This guideline covers children, young people and adults who need or who have had a kidney transplant, and people who are donating a kidney (live donors). It also advises transplant and referring centres on how to run their services, while keeping them safe for patients, donors and staff during the COVID‑19 pandemic. Kidney transplants improve life expectancy and quality of life, and cost less than dialysis in the long term, so providing effective and safe services will benefit patients and make the best use of resources.
On 19 August 2020, we added recommendations for regional networks on responding to changes in local prevalence of COVID-19. We aligned recommendations for donors and recipients with our COVID-19 guideline on arranging planned care in hospitals and diagnostic services.
NICE has also produced COVID-19 rapid guidelines on chronic kidney disease and dialysis service delivery.
Follow the usual professional guidelines, standards and laws (including those on equalities, safeguarding, communication and mental capacity), as described in making decisions using NICE guidelines.
This guideline is for:
- health and care practitioners
- health and care staff involved in planning and delivering services
The recommendations bring together:
- existing national and international guidance and policies
- advice from specialists working in the NHS from across the UK. These include people with expertise and experience of treating patients for the specific health conditions covered by the guidance during the current COVID‑19 pandemic.
We developed this guideline using the interim process and methods for developing rapid guidelines on COVID-19 in response to the rapidly evolving situation. We will review and update the recommendations as the knowledge base develops using the interim process and methods for guidelines developed in response to health and social care emergencies.
The recommendations in this guideline represent the view of NICE, arrived at after careful consideration of the evidence available. When exercising their judgement, professionals and practitioners are expected to take this guideline fully into account, alongside the individual needs, preferences and values of their patients or the people using their service. It is not mandatory to apply the recommendations, and the guideline does not override the responsibility to make decisions appropriate to the circumstances of the individual, in consultation with them and their families and carers or guardian.
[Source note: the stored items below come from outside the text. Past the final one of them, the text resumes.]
use std::sync::Arc;

use enermina_application::{EmailService, RecordStore, SearchIndex};
use enermina_core::AppError;
use enermina_domain::SchemaCatalog;
use enermina_infrastructure::{
    ConsoleEmailService, HttpSearchIndexClient, InMemoryRecordStore, InMemorySearchIndex,
    PostgresRecordStore, SearchIndexConfig, SmtpEmailConfig, SmtpEmailService,
};
use tracing::info;

use crate::api_config::{
    ApiConfig, EmailProviderConfig, SearchProviderConfig, StoreBackendConfig,
};

use super::connect_and_migrate;

const SEARCH_MAX_ATTEMPTS: u8 = 3;
const SEARCH_RETRY_BACKOFF_MS: u64 = 200;

pub(super) async fn build_record_store(
    config: &ApiConfig,
    catalog: &SchemaCatalog,
) -> Result<Arc<dyn RecordStore>, AppError> {
    let store: Arc<dyn RecordStore> = match &config.store_backend {
        StoreBackendConfig::Memory => {
            info!("using in-memory record store");
            Arc::new(InMemoryRecordStore::for_catalog(catalog))
        }
        StoreBackendConfig::Postgres { database_url } => {
            let pool = connect_and_migrate(database_url).await?;
            let store = PostgresRecordStore::new(pool);
            store.ensure_indexes(&catalog.index_plan()).await?;
            info!("using postgres record store");
            Arc::new(store)
        }
    };

    Ok(store)
}

pub(super) fn build_email_service(config: &ApiConfig) -> Arc<dyn EmailService> {
    match &config.email_provider {
        EmailProviderConfig::Console => Arc::new(ConsoleEmailService::new()),
        EmailProviderConfig::Smtp(smtp) => Arc::new(SmtpEmailService::new(SmtpEmailConfig {
            host: smtp.host.clone(),
            port: smtp.port,
            username: smtp.username.clone(),
            password: smtp.password.clone(),
            from_address: smtp.from_address.clone(),
        })),
    }
}

pub(super) fn build_search_index(config: &ApiConfig) -> Arc<dyn SearchIndex> {
    match &config.search_provider {
        SearchProviderConfig::Memory => Arc::new(InMemorySearchIndex::new()),
        SearchProviderConfig::Http(search) => Arc::new(HttpSearchIndexClient::new(
            reqwest::Client::new(),
            SearchIndexConfig {
                api_url: search.api_url.clone(),
                app_id: search.app_id.clone(),
                api_key: search.api_key.clone(),
            },
            SEARCH_MAX_ATTEMPTS,
            SEARCH_RETRY_BACKOFF_MS,
        )),
    }
}
use serde::Serialize;
use ts_rs::TS;

/// Health response payload.
#[derive(Debug, Serialize, TS)]
#[ts(
    export,
    export_to = "../../../../packages/api-types/src/generated/health-response.ts"
)]
pub struct HealthResponse {
    pub status: &'static str,
}
use super::references::exists_guard;
use super::*;

impl RecordService {
    /// Creates a record.
    ///
    /// The implicit owner is stamped with the subject identity and a missing
    /// `id` is generated before the create rule is evaluated against the
    /// proposed owner.
    pub async fn create_record(
        &self,
        subject: &Subject,
        entity_type: EntityType,
        payload: Value,
    ) -> AppResult<Record> {
        let schema = self.authorization_service.schema(entity_type)?;
        let mut payload = payload_object(payload)?;

        if schema.owner() == OwnerField::Implicit
            && let Some(identity) = subject.identity_id()
        {
            payload
                .entry(enermina_domain::schema::IMPLICIT_OWNER_FIELD)
                .or_insert_with(|| Value::String(identity.to_owned()));
        }

        if schema.field("id").is_some() && payload.get("id").is_none_or(Value::is_null) {
            payload.insert("id".to_owned(), Value::String(Uuid::new_v4().to_string()));
        }

        self.authorization_service.require(
            subject,
            entity_type,
            Operation::Create,
            schema.proposed_owner(&payload),
        )?;

        let data = schema.normalize_create(payload)?;
        let key = schema.key_of(&data)?;
        let resolved = self.resolve_references(schema, &data).await?;

        let mut batch = WriteBatch::new();
        batch.push(RecordWrite::Insert {
            entity_type,
            key,
            data: data.clone(),
        });
        batch.extend(create_rules(entity_type, &data, &resolved)?);

        self.commit_one(batch).await
    }
}

/// Writes that make a create depend on the records it references.
fn create_rules(
    entity_type: EntityType,
    data: &Map<String, Value>,
    resolved: &[(Reference, Record)],
) -> AppResult<Vec<RecordWrite>> {
    let mut writes = Vec::with_capacity(resolved.len());
    for (reference, target) in resolved {
        match (entity_type, reference.relationship) {
            (EntityType::Invoice, "source") => {
                let invoice_owner = data.get("ownerId").and_then(Value::as_str);
                if target.text("ownerId") != invoice_owner {
                    return Err(AppError::Validation(format!(
                        "invoice owner must own its source {} '{}'",
                        target.entity_type().as_str(),
                        target.key()
                    )));
                }
                writes.push(RecordWrite::expect(target));
            }
            (EntityType::PaymentTransaction, "invoice") => {
                let status = target.tag::<InvoiceStatus>("status")?;
                if matches!(status, Some(InvoiceStatus::Paid | InvoiceStatus::Cancelled)) {
                    return Err(AppError::PreconditionFailed(format!(
                        "invoice '{}' no longer accepts payments",
                        target.key()
                    )));
                }
                writes.push(RecordWrite::expect(target));
            }
            (EntityType::Like, "likedItem") => match like_counter(target.entity_type()) {
                Some(field) => writes.push(RecordWrite::AdjustCounter {
                    entity_type: target.entity_type(),
                    key: target.key().clone(),
                    field,
                    delta: 1,
                    floor: Some(0),
                    ceiling_field: None,
                }),
                None => writes.push(exists_guard(target)),
            },
            _ => writes.push(exists_guard(target)),
        }
    }

    Ok(writes)
}
mod adapters;
mod database;
mod state_builder;

pub use database::connect_and_migrate;
pub use state_builder::build_app_state;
All problems (adverse events) related to a medicine or medical device used for treatment or in a procedure should be reported to the Medicines and Healthcare products Regulatory Agency using the Yellow Card Scheme.
Local commissioners and providers of healthcare have a responsibility to enable the guideline to be applied when individual professionals and people using services wish to use it. They should do so in the context of local and national priorities for funding and developing services, and in light of their duties to have due regard to the need to eliminate unlawful discrimination, to advance equality of opportunity and to reduce health inequalities. Nothing in this guideline should be interpreted in a way that would be inconsistent with complying with those duties.
Commissioners and providers have a responsibility to promote an environmentally sustainable health and care system and should assess and reduce the environmental impact of implementing NICE recommendations wherever possible.